Luciana Majoni (Cortina d’Ampezzo, 1947) explores the many facets of beauty in photographs, in which she unites formal learning with knowledge of art history.
The punctilious visual synthesis that characterises the artist’s work exalts unusual details and barely-perceptible sensations in genres ranging from landscape to portraiture and from still life to interiors. She also interrogates the work-as-object, using different printing techniques and formats, and continues on to site-specific installations and to playing with the concept of originality by intervening directly on her negatives or her prints.

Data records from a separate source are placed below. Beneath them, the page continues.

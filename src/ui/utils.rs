use eframe::egui::{Context, RichText, Ui, Visuals};

use crate::ui::config::UI_CONFIG;

/// Creates a colored heading with uppercase text and monospace font
pub fn colored_heading(text: impl Into<String>) -> RichText {
    let uppercase_text = text.into().to_uppercase() + ":";
    RichText::new(uppercase_text)
        .color(UI_CONFIG.colors.heading)
        .monospace()
}

/// Creates a colored sub-section heading using the configured label color
pub fn colored_subsection_heading(text: impl Into<String>) -> RichText {
    RichText::new(text.into()).color(UI_CONFIG.colors.subsection_heading)
}

/// Sets up custom visuals for the entire application
pub fn setup_custom_visuals(ctx: &Context) {
    let mut visuals = Visuals::dark();

    visuals.window_fill = UI_CONFIG.colors.central_panel;
    visuals.panel_fill = UI_CONFIG.colors.side_panel;

    // Make the widgets stand out a bit more
    visuals.widgets.noninteractive.fg_stroke.color = UI_CONFIG.colors.label;
    visuals.widgets.inactive.fg_stroke.color = UI_CONFIG.colors.label;
    visuals.widgets.hovered.fg_stroke.color = UI_CONFIG.colors.heading;
    visuals.widgets.active.fg_stroke.color = UI_CONFIG.colors.heading;

    ctx.set_visuals(visuals);
}

/// Creates a section heading with standard spacing
pub fn section_heading(ui: &mut Ui, text: impl Into<String>) {
    ui.add_space(10.0);
    ui.heading(colored_heading(text));
    ui.add_space(5.0);
}

/// Creates a separator with standard spacing
pub fn spaced_separator(ui: &mut Ui) {
    ui.add_space(10.0);
    ui.separator();
    ui.add_space(10.0);
}

/// Formats an hourly rate with fixed 2-decimal precision ($22.23).
/// The quote contract is "rounded to the cent", so the display never
/// shows more or fewer digits than the engine produced.
pub fn format_rate(rate: f64) -> String {
    format!("${:.2}", rate)
}

/// Formats a percentage readout with fixed 2-decimal precision (4.00%).
pub fn format_pct(pct: f64) -> String {
    format!("{:.2}%", pct)
}

#[cfg(test)]
mod tests {
    use super::*;

    #[test]
    fn test_format_rate_is_fixed_two_dp() {
        assert_eq!(format_rate(22.23), "$22.23");
        assert_eq!(format_rate(22.2), "$22.20");
        assert_eq!(format_rate(0.0), "$0.00");
    }

    #[test]
    fn test_format_pct() {
        assert_eq!(format_pct(21.28), "21.28%");
        assert_eq!(format_pct(10.0), "10.00%");
    }
}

In the selection of photographs presented at the Museo Novecento we see the force that has moved her research since the beginning: the beautiful, in the classical sense; aesthetics united with an ethical stance. Majoni captures and celebrates a vital, pulsing beauty that becomes a unifying principle for humanity, the natural world and art: her photographs in fact catch the crisp lightness of a head of lettuce (Kallimachos, 1, 2004), the neoclassical tenderness of a woman’s face (Volto, 2, 2004), the monumentality of a cedar tree (Natura morta con cedro [Still Life with Cedar], 2009), the impudence behind the eyes of a little girl (Alice, 2007). The exhibition path lingers on the portrait, a genre which the photographer began to approach in 1999-2000 with her Volti (Faces) series and which she investigated over the course of a decade, producing numerous variations and following various cues, from the most traditional portraits to the most lyrical of interpretations. Her images stand out for their carefully-measured blacks and whites that allow the figure, and the gaze in particular, to emerge from a background that is dark or dense with fluo effects achieved by airbrushing.